(Collected data entries)
>>>
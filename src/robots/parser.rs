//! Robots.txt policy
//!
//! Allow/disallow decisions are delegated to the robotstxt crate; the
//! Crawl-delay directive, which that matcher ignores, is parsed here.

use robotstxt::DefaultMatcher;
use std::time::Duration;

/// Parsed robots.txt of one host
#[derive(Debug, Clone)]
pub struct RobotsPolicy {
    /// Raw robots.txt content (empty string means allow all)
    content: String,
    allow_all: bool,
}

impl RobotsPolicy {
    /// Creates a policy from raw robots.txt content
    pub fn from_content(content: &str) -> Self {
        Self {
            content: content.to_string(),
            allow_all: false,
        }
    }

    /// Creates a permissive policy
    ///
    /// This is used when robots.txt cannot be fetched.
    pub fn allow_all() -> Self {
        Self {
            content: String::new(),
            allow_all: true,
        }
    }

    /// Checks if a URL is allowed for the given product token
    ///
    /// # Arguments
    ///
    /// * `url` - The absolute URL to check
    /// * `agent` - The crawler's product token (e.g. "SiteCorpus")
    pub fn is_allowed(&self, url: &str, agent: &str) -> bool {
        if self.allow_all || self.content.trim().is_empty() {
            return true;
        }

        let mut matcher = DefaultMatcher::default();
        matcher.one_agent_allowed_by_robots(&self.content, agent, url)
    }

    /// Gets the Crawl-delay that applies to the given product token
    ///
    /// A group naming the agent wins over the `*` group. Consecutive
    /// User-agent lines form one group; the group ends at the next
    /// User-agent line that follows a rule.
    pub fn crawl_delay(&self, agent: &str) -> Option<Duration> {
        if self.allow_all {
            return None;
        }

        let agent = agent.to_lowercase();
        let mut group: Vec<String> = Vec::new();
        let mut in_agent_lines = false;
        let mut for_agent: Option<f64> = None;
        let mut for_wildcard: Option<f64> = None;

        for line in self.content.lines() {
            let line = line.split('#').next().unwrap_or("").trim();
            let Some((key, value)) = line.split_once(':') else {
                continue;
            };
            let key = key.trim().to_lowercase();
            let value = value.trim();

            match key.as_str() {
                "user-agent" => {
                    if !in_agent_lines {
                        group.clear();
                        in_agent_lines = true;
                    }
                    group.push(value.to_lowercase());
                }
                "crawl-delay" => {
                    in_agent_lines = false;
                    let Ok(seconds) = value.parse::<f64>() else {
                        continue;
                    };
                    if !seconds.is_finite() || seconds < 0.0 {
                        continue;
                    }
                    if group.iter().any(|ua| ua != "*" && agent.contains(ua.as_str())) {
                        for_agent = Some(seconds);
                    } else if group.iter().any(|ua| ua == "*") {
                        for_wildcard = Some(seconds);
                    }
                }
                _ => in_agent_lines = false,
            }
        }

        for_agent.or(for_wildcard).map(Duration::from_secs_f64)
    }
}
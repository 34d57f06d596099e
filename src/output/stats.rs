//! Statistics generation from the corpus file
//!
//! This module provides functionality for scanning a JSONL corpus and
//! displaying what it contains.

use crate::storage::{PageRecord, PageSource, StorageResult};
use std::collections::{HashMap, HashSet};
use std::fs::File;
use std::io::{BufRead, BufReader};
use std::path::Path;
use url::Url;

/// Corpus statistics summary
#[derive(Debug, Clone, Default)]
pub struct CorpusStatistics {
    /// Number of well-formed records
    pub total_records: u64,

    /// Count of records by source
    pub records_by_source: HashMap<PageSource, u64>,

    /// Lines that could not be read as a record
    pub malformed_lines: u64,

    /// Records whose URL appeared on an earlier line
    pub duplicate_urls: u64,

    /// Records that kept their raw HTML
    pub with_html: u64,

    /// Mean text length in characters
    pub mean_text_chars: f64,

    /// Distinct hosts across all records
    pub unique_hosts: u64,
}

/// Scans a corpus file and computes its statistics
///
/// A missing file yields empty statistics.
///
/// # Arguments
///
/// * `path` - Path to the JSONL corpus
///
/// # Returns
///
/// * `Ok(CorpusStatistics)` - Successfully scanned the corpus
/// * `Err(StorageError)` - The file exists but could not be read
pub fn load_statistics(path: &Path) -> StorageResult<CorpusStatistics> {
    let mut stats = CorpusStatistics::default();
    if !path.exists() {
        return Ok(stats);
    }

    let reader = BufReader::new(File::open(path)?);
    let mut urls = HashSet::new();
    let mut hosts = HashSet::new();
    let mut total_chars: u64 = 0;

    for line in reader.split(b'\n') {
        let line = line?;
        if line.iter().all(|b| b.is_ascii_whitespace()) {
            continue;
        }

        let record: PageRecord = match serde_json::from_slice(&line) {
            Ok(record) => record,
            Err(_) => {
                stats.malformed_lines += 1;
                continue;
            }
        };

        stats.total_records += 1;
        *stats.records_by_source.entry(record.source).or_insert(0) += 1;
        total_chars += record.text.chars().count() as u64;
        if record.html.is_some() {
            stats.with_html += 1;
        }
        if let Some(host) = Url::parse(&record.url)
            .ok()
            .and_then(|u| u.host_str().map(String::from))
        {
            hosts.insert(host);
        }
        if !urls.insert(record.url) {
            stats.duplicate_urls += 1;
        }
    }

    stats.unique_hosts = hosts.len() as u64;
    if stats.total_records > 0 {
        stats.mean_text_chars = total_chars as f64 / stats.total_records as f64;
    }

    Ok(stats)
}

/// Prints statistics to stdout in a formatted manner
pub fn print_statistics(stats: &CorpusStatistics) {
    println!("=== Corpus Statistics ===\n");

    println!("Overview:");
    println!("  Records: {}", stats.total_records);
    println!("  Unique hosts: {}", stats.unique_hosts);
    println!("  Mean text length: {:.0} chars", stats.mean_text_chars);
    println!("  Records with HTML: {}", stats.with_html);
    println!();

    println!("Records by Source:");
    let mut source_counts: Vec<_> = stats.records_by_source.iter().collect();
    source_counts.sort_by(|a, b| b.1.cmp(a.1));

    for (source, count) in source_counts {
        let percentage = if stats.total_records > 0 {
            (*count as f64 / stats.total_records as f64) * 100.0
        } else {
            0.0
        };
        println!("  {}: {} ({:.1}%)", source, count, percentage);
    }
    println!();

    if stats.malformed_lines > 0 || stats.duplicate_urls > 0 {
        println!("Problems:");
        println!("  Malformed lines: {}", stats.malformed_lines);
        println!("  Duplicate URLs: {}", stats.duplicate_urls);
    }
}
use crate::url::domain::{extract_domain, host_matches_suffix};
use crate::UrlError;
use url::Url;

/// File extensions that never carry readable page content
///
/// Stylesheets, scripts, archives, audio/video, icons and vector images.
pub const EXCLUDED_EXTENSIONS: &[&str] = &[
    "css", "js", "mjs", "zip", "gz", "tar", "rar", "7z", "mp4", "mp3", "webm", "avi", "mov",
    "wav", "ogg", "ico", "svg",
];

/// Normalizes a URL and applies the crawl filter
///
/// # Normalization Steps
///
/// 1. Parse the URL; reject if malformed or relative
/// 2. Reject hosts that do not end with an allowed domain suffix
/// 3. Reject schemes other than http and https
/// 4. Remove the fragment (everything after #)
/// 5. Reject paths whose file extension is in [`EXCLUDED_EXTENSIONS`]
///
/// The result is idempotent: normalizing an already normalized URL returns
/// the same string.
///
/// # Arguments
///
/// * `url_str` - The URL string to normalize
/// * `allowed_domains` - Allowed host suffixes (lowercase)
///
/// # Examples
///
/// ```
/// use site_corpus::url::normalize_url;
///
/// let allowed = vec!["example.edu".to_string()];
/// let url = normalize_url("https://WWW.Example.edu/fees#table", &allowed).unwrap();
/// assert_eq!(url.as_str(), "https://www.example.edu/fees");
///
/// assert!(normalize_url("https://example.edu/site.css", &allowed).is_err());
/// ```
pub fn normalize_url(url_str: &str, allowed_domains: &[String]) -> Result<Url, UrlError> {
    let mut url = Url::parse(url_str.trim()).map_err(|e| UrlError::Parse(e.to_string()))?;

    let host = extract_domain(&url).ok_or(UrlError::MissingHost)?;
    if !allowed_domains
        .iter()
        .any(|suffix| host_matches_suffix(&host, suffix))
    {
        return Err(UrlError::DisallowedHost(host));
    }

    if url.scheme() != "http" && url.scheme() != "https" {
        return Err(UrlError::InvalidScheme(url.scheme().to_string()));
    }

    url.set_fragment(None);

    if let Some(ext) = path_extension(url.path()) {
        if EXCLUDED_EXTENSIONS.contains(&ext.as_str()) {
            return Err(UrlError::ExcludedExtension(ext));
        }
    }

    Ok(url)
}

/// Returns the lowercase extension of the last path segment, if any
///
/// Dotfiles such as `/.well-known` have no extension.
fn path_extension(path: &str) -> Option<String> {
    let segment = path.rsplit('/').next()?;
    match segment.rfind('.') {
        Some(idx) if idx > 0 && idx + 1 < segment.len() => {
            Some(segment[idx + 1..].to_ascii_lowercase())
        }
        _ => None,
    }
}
<<<
Work task:
If a line of the records holds the word "could", count it; report only the total.

Answer section:
2